Disbelief is written on her face, as if she’s witnessing a miracle. I press on before she can recover.
“We didn’t start under the best circumstances. We don’t understand each other, and we both have bad tempers. Let’s start over. Clean slate.”
She swallows hard and averts her eyes, breaking the tension for a moment. My gaze drops to her tits through the dress, like it’s got a will of its own, lingering on the perfect curves that I want to pull into my mouth and savor. My hand drifts down, brushing over the tightness in my pants. I try to shake the thoughts. I could have her now, bury myself to the hilt in that sweet, pink heaven, but I won’t. Not like this.
I push forward a bit. “I admit I went too far, Lucia. But don’t ever forget, I’m not a forgiving man. Every mistake has its price. I want you to always remember that no one crosses me and gets away without paying for it.”
She brushes a lock of golden hair behind her ear. The sight of her delicate, soft earlobe sends a jolt through me. God, how I’d love to taste it right now.
“Then don’t expect forgiveness from me either.”
Her words barely register, my mind still caught in the storm of her presence.
“What?”
“If I get punished for my mistakes, you should be punished for yours too. I have just as much right to discipline you as you do me.”
A slow, crooked grin spreads across my face, but inside, chaos reigns. This sharp-tongued woman just backed me into a corner, and I can’t argue without contradicting myself.
“Looks like you didn’t escape Pietro DeLucci’s genes after all. Smart and shrewd, just like him.”
She ignores my remark, her focus unwavering. “So…do we have a deal?”
That’s it. In a flash, I lunge forward and pin her to the couch. My face buries itself in the curve of her neck as I inhale deeply, intoxicated by her scent. Her hand presses against my chest, attempting to push me away, but I don’t budge.
I press a wet kiss onto her soft skin, grabbing her hand and guiding it to the bulge straining against my pants.

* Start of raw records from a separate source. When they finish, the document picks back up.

//! Per-origin fixed-window limiter for bridge calls.

use std::collections::HashMap;
use std::sync::{Mutex, PoisonError};
use std::time::{Duration, Instant};

use crate::broker::Origin;

/// Origins tracked before expired windows are pruned.
const PRUNE_ABOVE: usize = 1024;

/// Caps how many bridge calls each origin may make per window, so one page
/// cannot flood the operator with prompts or starve other sites.
pub struct RateLimiter {
    max_requests: u64,
    window: Duration,
    windows: Mutex<HashMap<Origin, Window>>,
}

struct Window {
    started: Instant,
    used: u64,
}

impl RateLimiter {
    pub fn new(max_requests: u64, window: Duration) -> Self {
        Self {
            max_requests,
            window,
            windows: Mutex::new(HashMap::new()),
        }
    }

    /// Count one call from `origin`. `false` means the caller is over budget.
    pub fn check(&self, origin: &Origin) -> bool {
        self.check_at(origin, Instant::now())
    }

    fn check_at(&self, origin: &Origin, now: Instant) -> bool {
        let mut windows = self.windows.lock().unwrap_or_else(PoisonError::into_inner);

        if windows.len() > PRUNE_ABOVE {
            windows.retain(|_, w| now.duration_since(w.started) < self.window);
        }

        let entry = windows.entry(origin.clone()).or_insert(Window {
            started: now,
            used: 0,
        });
        if now.duration_since(entry.started) >= self.window {
            entry.started = now;
            entry.used = 0;
        }
        if entry.used >= self.max_requests {
            return false;
        }
        entry.used += 1;
        true
    }
}

#[cfg(test)]
mod tests {
    use super::*;

    fn origin(raw: &str) -> Origin {
        Origin::parse(raw).unwrap()
    }

    #[test]
    fn caps_each_origin_separately() {
        let limiter = RateLimiter::new(2, Duration::from_secs(60));
        let a = origin("https://a.example");
        let b = origin("https://b.example");

        assert!(limiter.check(&a));
        assert!(limiter.check(&a));
        assert!(!limiter.check(&a));
        assert!(limiter.check(&b));
    }

    #[test]
    fn budget_returns_when_the_window_rolls_over() {
        let limiter = RateLimiter::new(1, Duration::from_secs(60));
        let a = origin("https://a.example");
        let start = Instant::now();

        assert!(limiter.check_at(&a, start));
        assert!(!limiter.check_at(&a, start + Duration::from_secs(59)));
        assert!(limiter.check_at(&a, start + Duration::from_secs(60)));
    }

    #[test]
    fn zero_budget_rejects_everything() {
        let limiter = RateLimiter::new(0, Duration::from_secs(60));
        assert!(!limiter.check(&origin("https://a.example")));
    }
}
pub mod app;
pub mod cli;
pub mod config;
pub mod display;
pub mod logging;
pub mod monitor;
pub mod queue;
pub mod stats;
//! Application initialization and configuration

use anyhow::Result;
use log::{debug, LevelFilter};
use std::str::FromStr;
use std::time::Duration;

use crate::display::OutputFormat;
use crate::monitor::MonitorConfig;
use crate::{cli, config, logging};

pub fn load_configuration(args: &cli::Args) -> Result<config::ConfigManager> {
    let mut manager = if let Some(config_file) = &args.config_file {
        debug!("Loading configuration from explicit file: {}", config_file.display());
        config::ConfigManager::load_from_file(config_file.clone())?
    } else {
        config::ConfigManager::load()?
    };

    if let Some(path) = manager.config_file_path() {
        debug!("Using configuration file: {}", path.display());
    }

    if let Some(section_name) = &args.config_name {
        manager.select_section(section_name.clone());
    }

    Ok(manager)
}

pub fn configure_logging(args: &cli::Args, config: &config::ConfigManager) -> Result<logging::LogConfig> {
    let console_level = if args.debug {
        LevelFilter::Trace
    } else if args.verbose {
        LevelFilter::Debug
    } else if args.quiet {
        LevelFilter::Error
    } else {
        config.get_log_level("base", "console-level")?.unwrap_or(LevelFilter::Info)
    };

    let format = if args.log_format != "text" {
        logging::LogFormat::from_str(&args.log_format).map_err(|e| anyhow::anyhow!(e))?
    } else {
        match config.get_value("base", "log-format") {
            Some(format_str) => logging::LogFormat::from_str(format_str).map_err(|e| anyhow::anyhow!(e))?,
            None => logging::LogFormat::Text,
        }
    };

    let log_file_path = args.log_file.clone().or_else(|| config.get_path("base", "log-file"));

    let file_log_level = match &args.log_file_level {
        Some(level_str) => Some(logging::parse_log_level(level_str)?),
        None => config.get_log_level("base", "file-log-level")?,
    };

    let (destination, file_level) = match (log_file_path, file_log_level) {
        (Some(file_path), level) => {
            let level = level.unwrap_or(console_level);
            (logging::LogDestination::Both(file_path), Some(level))
        }
        (None, None) => (logging::LogDestination::Console, None),
        (None, Some(_)) => {
            return Err(anyhow::anyhow!("Log file level specified without log file"));
        }
    };

    Ok(logging::LogConfig {
        console_level,
        file_level,
        format,
        destination,
    })
}

/// Merge command line overrides onto the configured monitor settings
pub fn resolve_monitor_config(args: &cli::Args, config: &config::ConfigManager) -> Result<MonitorConfig> {
    let mut monitor = config.get_monitor_config()?;

    if let Some(uri) = &args.broker_uri {
        monitor.broker_uri = uri.clone();
    }
    if let Some(secs) = args.interval {
        monitor.interval = Duration::from_secs(secs);
    }
    if let Some(format) = &args.output_format {
        monitor.output_format = OutputFormat::from_str(format).map_err(|e| anyhow::anyhow!(e))?;
    }
    monitor.once = args.once || config.get_bool("monitor", "once")?.unwrap_or(false);

    monitor
        .validate()
        .map_err(|e| anyhow::anyhow!("Invalid monitor settings: {}", e))?;

    debug!("Resolved monitor configuration: {:?}", monitor);
    Ok(monitor)
}
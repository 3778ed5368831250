use anyhow::Result;
use log::error;
use std::process;

use simwatch::queue::QueueError;
use simwatch::{app, cli, logging};

fn main() {
    // Set up panic handler with better error reporting
    std::panic::set_hook(Box::new(|panic_info| {
        error!("Application panicked: {:?}", panic_info);
        eprintln!("Panic: {:?}", panic_info);
        process::exit(101);
    }));

    if let Err(e) = run() {
        match e.downcast_ref::<QueueError>() {
            // Startup connection failures are reported as a single line
            Some(queue_error) if queue_error.is_startup_failure() => eprintln!("{}", queue_error),
            _ => {
                error!("Application error: {:#}", e);
                eprintln!("Error: {:#}", e);
            }
        }

        process::exit(1);
    }
}

fn run() -> Result<()> {
    let args = cli::parse_args();

    cli::validate_args(&args)?;

    let config_manager = app::load_configuration(&args)?;

    let log_config = app::configure_logging(&args, &config_manager)?;
    logging::init_logger(log_config)?;

    let monitor_config = app::resolve_monitor_config(&args, &config_manager)?;

    let runtime = tokio::runtime::Builder::new_current_thread()
        .enable_all()
        .build()?;

    runtime.block_on(app::run_monitor(monitor_config))?;

    Ok(())
}
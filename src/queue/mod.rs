//! Broker queue inspection
//!
//! Queue identities, per-cycle count snapshots, the sampler that fills them
//! and the RabbitMQ-backed inspector.

pub mod amqp;
pub mod error;
pub mod kind;
pub mod sampler;
pub mod statistics;

pub use amqp::{AmqpInspector, DEFAULT_BROKER_URI};
pub use error::{QueueError, QueueResult};
pub use kind::QueueKind;
pub use sampler::{QueueInspector, QueueSampler};
pub use statistics::{QueueCount, QueueStatistics, UNAVAILABLE_SENTINEL};
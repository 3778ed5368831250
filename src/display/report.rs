//! Per-cycle console report

use std::io::{self, Write};

use chrono::{DateTime, Local};
use serde::Serialize;

use super::format::{CompactFormat, OutputFormat};
use crate::queue::QueueStatistics;
use crate::stats::SimulationMetrics;

impl CompactFormat for SimulationMetrics {
    fn to_compact_format(&self) -> String {
        format!(
            "Population: {} (initial {}, growth {}%) | Food: {}",
            self.current_population,
            self.initial_population,
            self.growth_percent(),
            self.available_food
        )
    }
}

/// JSON shape of one report
#[derive(Debug, Serialize)]
struct JsonReport<'a> {
    timestamp: String,
    queues: &'a QueueStatistics,
    metrics: JsonMetrics,
}

#[derive(Debug, Serialize)]
struct JsonMetrics {
    initial_population: i64,
    current_population: i64,
    population_growth: f64,
    population_growth_percent: i64,
    available_food: i64,
}

impl From<&SimulationMetrics> for JsonMetrics {
    fn from(metrics: &SimulationMetrics) -> Self {
        Self {
            initial_population: metrics.initial_population,
            current_population: metrics.current_population,
            population_growth: metrics.population_growth,
            population_growth_percent: metrics.growth_percent(),
            available_food: metrics.available_food,
        }
    }
}

/// Write the indented text block followed by a blank line
pub fn write_text_report<W: Write>(
    out: &mut W,
    statistics: &QueueStatistics,
    metrics: &SimulationMetrics,
) -> io::Result<()> {
    writeln!(out, "Queue Statistics:")?;
    for (kind, count) in statistics.iter() {
        writeln!(out, "    {}: {}", kind, count)?;
    }
    writeln!(out, "    Initial population: {}", metrics.initial_population)?;
    writeln!(out, "    Current population: {}", metrics.current_population)?;
    writeln!(out, "    Population growth : {}%", metrics.growth_percent())?;
    writeln!(out, "    Available food: {}", metrics.available_food)?;
    writeln!(out)
}

/// Write one JSON object on a single line
pub fn write_json_report<W: Write>(
    out: &mut W,
    statistics: &QueueStatistics,
    metrics: &SimulationMetrics,
    timestamp: DateTime<Local>,
) -> io::Result<()> {
    let report = JsonReport {
        timestamp: timestamp.format("%Y-%m-%d %H:%M:%S").to_string(),
        queues: statistics,
        metrics: JsonMetrics::from(metrics),
    };
    serde_json::to_writer(&mut *out, &report)?;
    writeln!(out)
}

/// Renders reports in the configured format
#[derive(Debug, Clone, Copy, Default)]
pub struct ReportRenderer {
    format: OutputFormat,
}

impl ReportRenderer {
    pub fn new(format: OutputFormat) -> Self {
        Self { format }
    }

    pub fn render<W: Write>(
        &self,
        out: &mut W,
        statistics: &QueueStatistics,
        metrics: &SimulationMetrics,
    ) -> io::Result<()> {
        match self.format {
            OutputFormat::Text => write_text_report(out, statistics, metrics),
            OutputFormat::Json => write_json_report(out, statistics, metrics, Local::now()),
        }?;
        out.flush()
    }
}

#[cfg(test)]
mod tests {
    use super::*;
    use crate::queue::{QueueCount, QueueKind};

    fn sample_state() -> (QueueStatistics, SimulationMetrics) {
        let mut statistics = QueueStatistics::new();
        statistics.set(QueueKind::Birth, QueueCount::Observed(10));
        statistics.set(QueueKind::DeathAge, QueueCount::Observed(2));
        statistics.set(QueueKind::DeathStarvation, QueueCount::Observed(1));
        statistics.set(QueueKind::Reproduction, QueueCount::Observed(4));
        statistics.set(QueueKind::FoodCreated, QueueCount::Observed(20));
        statistics.set(QueueKind::FoodReduced, QueueCount::Unavailable);

        let mut metrics = SimulationMetrics::new();
        metrics.update(&statistics);
        metrics.update(&statistics);
        (statistics, metrics)
    }

    #[test]
    fn test_text_report_layout() {
        let (statistics, metrics) = sample_state();
        let mut buffer = Vec::new();
        write_text_report(&mut buffer, &statistics, &metrics).unwrap();

        let expected = "Queue Statistics:\n\
                        \x20   FOOD_CREATED: 20\n\
                        \x20   FOOD_REDUCED: -1\n\
                        \x20   BIRTH: 10\n\
                        \x20   DEATH_AGE: 2\n\
                        \x20   DEATH_STARVATION: 1\n\
                        \x20   REPRODUCTION: 4\n\
                        \x20   Initial population: 8\n\
                        \x20   Current population: 11\n\
                        \x20   Population growth : 137%\n\
                        \x20   Available food: 101\n\
                        \n";
        assert_eq!(String::from_utf8(buffer).unwrap(), expected);
    }

    #[test]
    fn test_json_report_is_single_line() {
        let (statistics, metrics) = sample_state();
        let mut buffer = Vec::new();
        let timestamp = Local::now();
        write_json_report(&mut buffer, &statistics, &metrics, timestamp).unwrap();

        let output = String::from_utf8(buffer).unwrap();
        assert_eq!(output.lines().count(), 1);

        let value: serde_json::Value = serde_json::from_str(output.trim()).unwrap();
        assert_eq!(value["queues"]["FOOD_REDUCED"], -1);
        assert_eq!(value["queues"]["BIRTH"], 10);
        assert_eq!(value["metrics"]["population_growth_percent"], 137);
        assert_eq!(value["metrics"]["available_food"], 101);
        assert!(value["timestamp"].is_string());
    }

    #[test]
    fn test_renderer_uses_configured_format() {
        let (statistics, metrics) = sample_state();

        let mut text = Vec::new();
        ReportRenderer::new(OutputFormat::Text)
            .render(&mut text, &statistics, &metrics)
            .unwrap();
        assert!(String::from_utf8(text).unwrap().starts_with("Queue Statistics:\n"));

        let mut json = Vec::new();
        ReportRenderer::new(OutputFormat::Json)
            .render(&mut json, &statistics, &metrics)
            .unwrap();
        assert!(String::from_utf8(json).unwrap().starts_with('{'));
    }

    #[test]
    fn test_metrics_compact_format() {
        let (_, metrics) = sample_state();
        assert_eq!(
            metrics.to_compact_format(),
            "Population: 11 (initial 8, growth 137%) | Food: 101"
        );
    }
}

My voice dips low as I whisper in her ear, “I can make it up to you in another way.”
“By pleasuring yourself? You really did inherit the Bruni brains.”
I lift my head, one eyebrow arched as I meet her gaze. “Still want to claim you don’t enjoy me? That I owe you twenty-six orgasms?”
My teasing tone does nothing to dissolve the fear pooling in her eyes. Her response is cautious but resolute. “No. But I can’t be with you right now.”
My brow furrows as I press her hand firmly against my arousal. “Why not?”
She hesitates, choosing her words carefully before saying, “I need more time to forget what happened that night.”
“So, you want to punish me by withholding sex?”
She pulls her hand back, and this time, I let her. Frustration flares hotly in my chest as I pull away, trying to smother the fire raging within me.
Using her arm as support, she sits up, her voice steady yet weighted. “No, Tony. I’m not trying to punish you with sex. I’m just angry. Angry because you endangered our baby, humiliated me, and scared me half to death. I accept your apology. I’m not stupid, I know I’ll be tied to you for the rest of my life. I even appreciate your offer to start over, and I’m open to it. But for me to let you touch me again, for me to want your touch, I need some time. That’s all.”